[Extracted records — start]
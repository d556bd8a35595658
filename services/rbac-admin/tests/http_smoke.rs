mod common;

use axum::http::StatusCode;
use common::{FlakyStore, TestApp, empty_request, json_request, memory_app, read_json};
use serde_json::{Value, json};
use std::sync::Arc;
use tower::ServiceExt;

async fn send(app: &TestApp, request: axum::http::Request<axum::body::Body>) -> (StatusCode, Value) {
    let response = app.clone().oneshot(request).await.expect("response");
    let status = response.status();
    (status, read_json(response).await)
}

async fn list(app: &TestApp, resource: &str) -> Vec<Value> {
    let (status, body) = send(app, empty_request("GET", &format!("/api/{resource}/all"))).await;
    assert_eq!(status, StatusCode::OK);
    assert_eq!(body["success"], json!(true));
    body["data"].as_array().expect("data array").clone()
}

async fn id_of(app: &TestApp, resource: &str, field: &str, value: &str) -> String {
    list(app, resource)
        .await
        .into_iter()
        .find(|item| item[field] == json!(value))
        .and_then(|item| item["_id"].as_str().map(str::to_string))
        .unwrap_or_else(|| panic!("{resource} {value} not listed"))
}

#[tokio::test]
async fn permission_role_lifecycle_scenario() {
    let app = memory_app();

    let (status, body) = send(
        &app,
        json_request(
            "POST",
            "/api/permissions",
            json!({ "name": "read", "description": "Read access" }),
        ),
    )
    .await;
    assert_eq!(status, StatusCode::CREATED);
    assert_eq!(body, json!({ "success": true, "message": "Permission added" }));
    let read_id = id_of(&app, "permissions", "name", "read").await;

    let (status, _) = send(
        &app,
        json_request(
            "POST",
            "/api/roles",
            json!({ "name": "viewer", "permissions": [read_id] }),
        ),
    )
    .await;
    assert_eq!(status, StatusCode::CREATED);

    let roles = list(&app, "roles").await;
    assert_eq!(roles.len(), 1);
    assert_eq!(
        roles[0]["permissions"],
        json!([{ "_id": read_id, "name": "read" }])
    );
    let viewer_id = id_of(&app, "roles", "name", "viewer").await;

    let (status, body) = send(
        &app,
        empty_request("DELETE", &format!("/api/permissions/{read_id}")),
    )
    .await;
    assert_eq!(status, StatusCode::BAD_REQUEST);
    assert_eq!(body["success"], json!(false));
    assert_eq!(
        body["message"],
        json!("Cannot delete permission as it is assigned to roles")
    );
    assert!(body.get("data").is_none());

    let (status, body) = send(
        &app,
        empty_request("DELETE", &format!("/api/roles/{viewer_id}")),
    )
    .await;
    assert_eq!(status, StatusCode::OK);
    assert_eq!(body["message"], json!("Role deleted"));

    let (status, body) = send(
        &app,
        empty_request("DELETE", &format!("/api/permissions/{read_id}")),
    )
    .await;
    assert_eq!(status, StatusCode::OK);
    assert_eq!(body["message"], json!("Permission deleted"));

    assert!(list(&app, "permissions").await.is_empty());
    assert!(list(&app, "roles").await.is_empty());
}

#[tokio::test]
async fn role_in_use_by_user_cannot_be_deleted() {
    let app = memory_app();
    send(&app, json_request("POST", "/api/roles", json!({ "name": "admin" }))).await;
    let admin_id = id_of(&app, "roles", "name", "admin").await;

    let (status, body) = send(
        &app,
        json_request(
            "POST",
            "/api/users",
            json!({ "name": "Ada", "email": "ada@example.com", "roles": [admin_id] }),
        ),
    )
    .await;
    assert_eq!(status, StatusCode::CREATED);
    assert_eq!(body["message"], json!("User added"));

    let (status, body) = send(
        &app,
        empty_request("DELETE", &format!("/api/roles/{admin_id}")),
    )
    .await;
    assert_eq!(status, StatusCode::BAD_REQUEST);
    assert_eq!(
        body["message"],
        json!("Cannot delete role as it is assigned to users")
    );

    let users = list(&app, "users").await;
    assert_eq!(users[0]["roles"], json!([{ "_id": admin_id, "name": "admin" }]));
    assert_eq!(users[0]["status"], json!("Active"));
}

#[tokio::test]
async fn duplicate_names_and_emails_are_rejected() {
    let app = memory_app();

    let (status, _) = send(&app, json_request("POST", "/api/roles", json!({ "name": "admin" }))).await;
    assert_eq!(status, StatusCode::CREATED);
    let (status, body) =
        send(&app, json_request("POST", "/api/roles", json!({ "name": "admin" }))).await;
    assert_eq!(status, StatusCode::BAD_REQUEST);
    assert_eq!(body["message"], json!("Role with this name already exists"));

    send(
        &app,
        json_request("POST", "/api/permissions", json!({ "name": "write" })),
    )
    .await;
    let (status, body) = send(
        &app,
        json_request("POST", "/api/permissions", json!({ "name": "write" })),
    )
    .await;
    assert_eq!(status, StatusCode::BAD_REQUEST);
    assert_eq!(
        body["message"],
        json!("Permission with this name already exists")
    );

    let (status, _) = send(
        &app,
        json_request(
            "POST",
            "/api/users",
            json!({ "name": "X", "email": "x@y.com" }),
        ),
    )
    .await;
    assert_eq!(status, StatusCode::CREATED);
    let (status, body) = send(
        &app,
        json_request(
            "POST",
            "/api/users",
            json!({ "name": "X again", "email": "X@Y.com" }),
        ),
    )
    .await;
    assert_eq!(status, StatusCode::BAD_REQUEST);
    assert_eq!(body["message"], json!("User with this email already exists"));
    assert_eq!(list(&app, "users").await.len(), 1);
}

#[tokio::test]
async fn user_email_is_stored_lowercase() {
    let app = memory_app();
    send(
        &app,
        json_request(
            "POST",
            "/api/users",
            json!({ "name": "Al", "email": "A@B.com", "status": "Inactive" }),
        ),
    )
    .await;
    let users = list(&app, "users").await;
    assert_eq!(users[0]["email"], json!("a@b.com"));
    assert_eq!(users[0]["status"], json!("Inactive"));
}

#[tokio::test]
async fn role_edit_merges_falsy_fields() {
    let app = memory_app();
    send(
        &app,
        json_request("POST", "/api/permissions", json!({ "name": "read" })),
    )
    .await;
    let read_id = id_of(&app, "permissions", "name", "read").await;
    send(
        &app,
        json_request(
            "POST",
            "/api/roles",
            json!({ "name": "viewer", "permissions": [read_id] }),
        ),
    )
    .await;
    let viewer_id = id_of(&app, "roles", "name", "viewer").await;

    let (status, body) = send(
        &app,
        json_request(
            "PUT",
            &format!("/api/roles/{viewer_id}"),
            json!({ "name": "", "permissions": [] }),
        ),
    )
    .await;
    assert_eq!(status, StatusCode::OK);
    assert_eq!(body["message"], json!("Role updated"));

    let roles = list(&app, "roles").await;
    assert_eq!(roles[0]["name"], json!("viewer"));
    assert_eq!(roles[0]["permissions"].as_array().map(Vec::len), Some(1));

    let (status, _) = send(
        &app,
        json_request(
            "PUT",
            &format!("/api/roles/{viewer_id}"),
            json!({ "name": "reader" }),
        ),
    )
    .await;
    assert_eq!(status, StatusCode::OK);
    assert_eq!(list(&app, "roles").await[0]["name"], json!("reader"));
}

#[tokio::test]
async fn user_edit_checks_email_and_status() {
    let app = memory_app();
    for (name, email) in [("One", "one@example.com"), ("Two", "two@example.com")] {
        send(
            &app,
            json_request("POST", "/api/users", json!({ "name": name, "email": email })),
        )
        .await;
    }
    let two_id = id_of(&app, "users", "email", "two@example.com").await;

    let (status, body) = send(
        &app,
        json_request(
            "PUT",
            &format!("/api/users/{two_id}"),
            json!({ "email": "ONE@example.com" }),
        ),
    )
    .await;
    assert_eq!(status, StatusCode::BAD_REQUEST);
    assert_eq!(body["message"], json!("Email already in use"));

    let (status, _) = send(
        &app,
        json_request(
            "PUT",
            &format!("/api/users/{two_id}"),
            json!({ "email": "TWO@example.com", "status": "" }),
        ),
    )
    .await;
    assert_eq!(status, StatusCode::OK);

    let (status, body) = send(
        &app,
        json_request(
            "PUT",
            &format!("/api/users/{two_id}"),
            json!({ "status": "Suspended" }),
        ),
    )
    .await;
    assert_eq!(status, StatusCode::BAD_REQUEST);
    assert_eq!(body["success"], json!(false));

    let (status, body) = send(
        &app,
        json_request(
            "PUT",
            &format!("/api/users/{two_id}"),
            json!({ "status": "Inactive" }),
        ),
    )
    .await;
    assert_eq!(status, StatusCode::OK);
    assert_eq!(body["message"], json!("User updated"));
    let two = list(&app, "users")
        .await
        .into_iter()
        .find(|user| user["_id"] == json!(two_id))
        .expect("user two");
    assert_eq!(two["status"], json!("Inactive"));
    assert_eq!(two["email"], json!("two@example.com"));
}

#[tokio::test]
async fn missing_records_on_edit_and_delete() {
    let app = memory_app();
    let ghost = uuid::Uuid::new_v4();

    let (status, body) = send(
        &app,
        json_request("PUT", &format!("/api/roles/{ghost}"), json!({ "name": "x" })),
    )
    .await;
    assert_eq!(status, StatusCode::NOT_FOUND);
    assert_eq!(body["message"], json!("Role not found"));

    let (status, _) = send(
        &app,
        json_request("PUT", &format!("/api/users/{ghost}"), json!({ "name": "x" })),
    )
    .await;
    assert_eq!(status, StatusCode::NOT_FOUND);

    for resource in ["permissions", "roles", "users"] {
        let (status, body) = send(
            &app,
            empty_request("DELETE", &format!("/api/{resource}/{ghost}")),
        )
        .await;
        assert_eq!(status, StatusCode::OK, "{resource}");
        assert_eq!(body["success"], json!(true));
    }
}

#[tokio::test]
async fn blank_required_fields_are_rejected() {
    let app = memory_app();
    let (status, body) = send(
        &app,
        json_request("POST", "/api/permissions", json!({ "name": "" })),
    )
    .await;
    assert_eq!(status, StatusCode::BAD_REQUEST);
    assert_eq!(body["message"], json!("name is required"));

    let (status, body) = send(
        &app,
        json_request("POST", "/api/users", json!({ "name": "No Email" })),
    )
    .await;
    assert_eq!(status, StatusCode::BAD_REQUEST);
    assert_eq!(body["message"], json!("email is required"));
}

#[tokio::test]
async fn malformed_path_id_is_rejected_before_the_directory() {
    let app = memory_app();
    let response = app
        .clone()
        .oneshot(empty_request("DELETE", "/api/roles/not-a-uuid"))
        .await
        .expect("response");
    assert_eq!(response.status(), StatusCode::BAD_REQUEST);
}

#[tokio::test]
async fn store_failure_reports_cause_and_next_request_succeeds() {
    let store = Arc::new(FlakyStore::new());
    let app = common::app_with_store(store.clone());

    store.fail(true);
    let (status, body) = send(
        &app,
        json_request("POST", "/api/roles", json!({ "name": "admin" })),
    )
    .await;
    assert_eq!(status, StatusCode::INTERNAL_SERVER_ERROR);
    assert_eq!(body["success"], json!(false));
    assert_eq!(body["message"], json!("Error adding role"));
    assert_eq!(body["error"], json!("store offline"));

    let (status, body) = send(&app, empty_request("GET", "/api/system/health")).await;
    assert_eq!(status, StatusCode::INTERNAL_SERVER_ERROR);
    assert_eq!(body["message"], json!("storage unavailable"));

    store.fail(false);
    let (status, _) = send(
        &app,
        json_request("POST", "/api/roles", json!({ "name": "admin" })),
    )
    .await;
    assert_eq!(status, StatusCode::CREATED);
    assert_eq!(list(&app, "roles").await.len(), 1);
}

#[tokio::test]
async fn system_endpoints_and_openapi() {
    let app = memory_app();

    let (status, body) = send(&app, empty_request("GET", "/api/system/health")).await;
    assert_eq!(status, StatusCode::OK);
    assert_eq!(body["status"], json!("ok"));

    let (status, body) = send(&app, empty_request("GET", "/api/system/info")).await;
    assert_eq!(status, StatusCode::OK);
    assert_eq!(body["api_version"], json!("v1"));
    assert_eq!(body["storage_backend"], json!("memory"));
    assert_eq!(body["durable_storage"], json!(false));

    let (status, body) = send(&app, empty_request("GET", "/api/openapi.json")).await;
    assert_eq!(status, StatusCode::OK);
    let paths = body["paths"].as_object().expect("paths");
    for path in [
        "/api/permissions/all",
        "/api/permissions",
        "/api/permissions/{id}",
        "/api/roles/{id}",
        "/api/users/{id}",
    ] {
        assert!(paths.contains_key(path), "{path} missing from openapi");
    }
}

#[tokio::test]
async fn cors_allows_any_origin() {
    let app = memory_app();
    let request = axum::http::Request::builder()
        .method("GET")
        .uri("/api/roles/all")
        .header("origin", "http://localhost:3000")
        .body(axum::body::Body::empty())
        .expect("request");
    let response = app.clone().oneshot(request).await.expect("response");
    assert_eq!(response.status(), StatusCode::OK);
    assert_eq!(
        response
            .headers()
            .get("access-control-allow-origin")
            .and_then(|value| value.to_str().ok()),
        Some("*")
    );
}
[Extracted records — finish]
Exercise description: When the line containing "let status = response.status();" is reached, include it and stop. Until then, output each line of the entries exactly as given, starting from the first.

Task response:
repository d556bd8a35595658
filename services/rbac-admin/tests/http_smoke.rs
mod common;

use axum::http::StatusCode;
use common::{FlakyStore, TestApp, empty_request, json_request, memory_app, read_json};
use serde_json::{Value, json};
use std::sync::Arc;
use tower::ServiceExt;

async fn send(app: &TestApp, request: axum::http::Request<axum::body::Body>) -> (StatusCode, Value) {
    let response = app.clone().oneshot(request).await.expect("response");
    let status = response.status();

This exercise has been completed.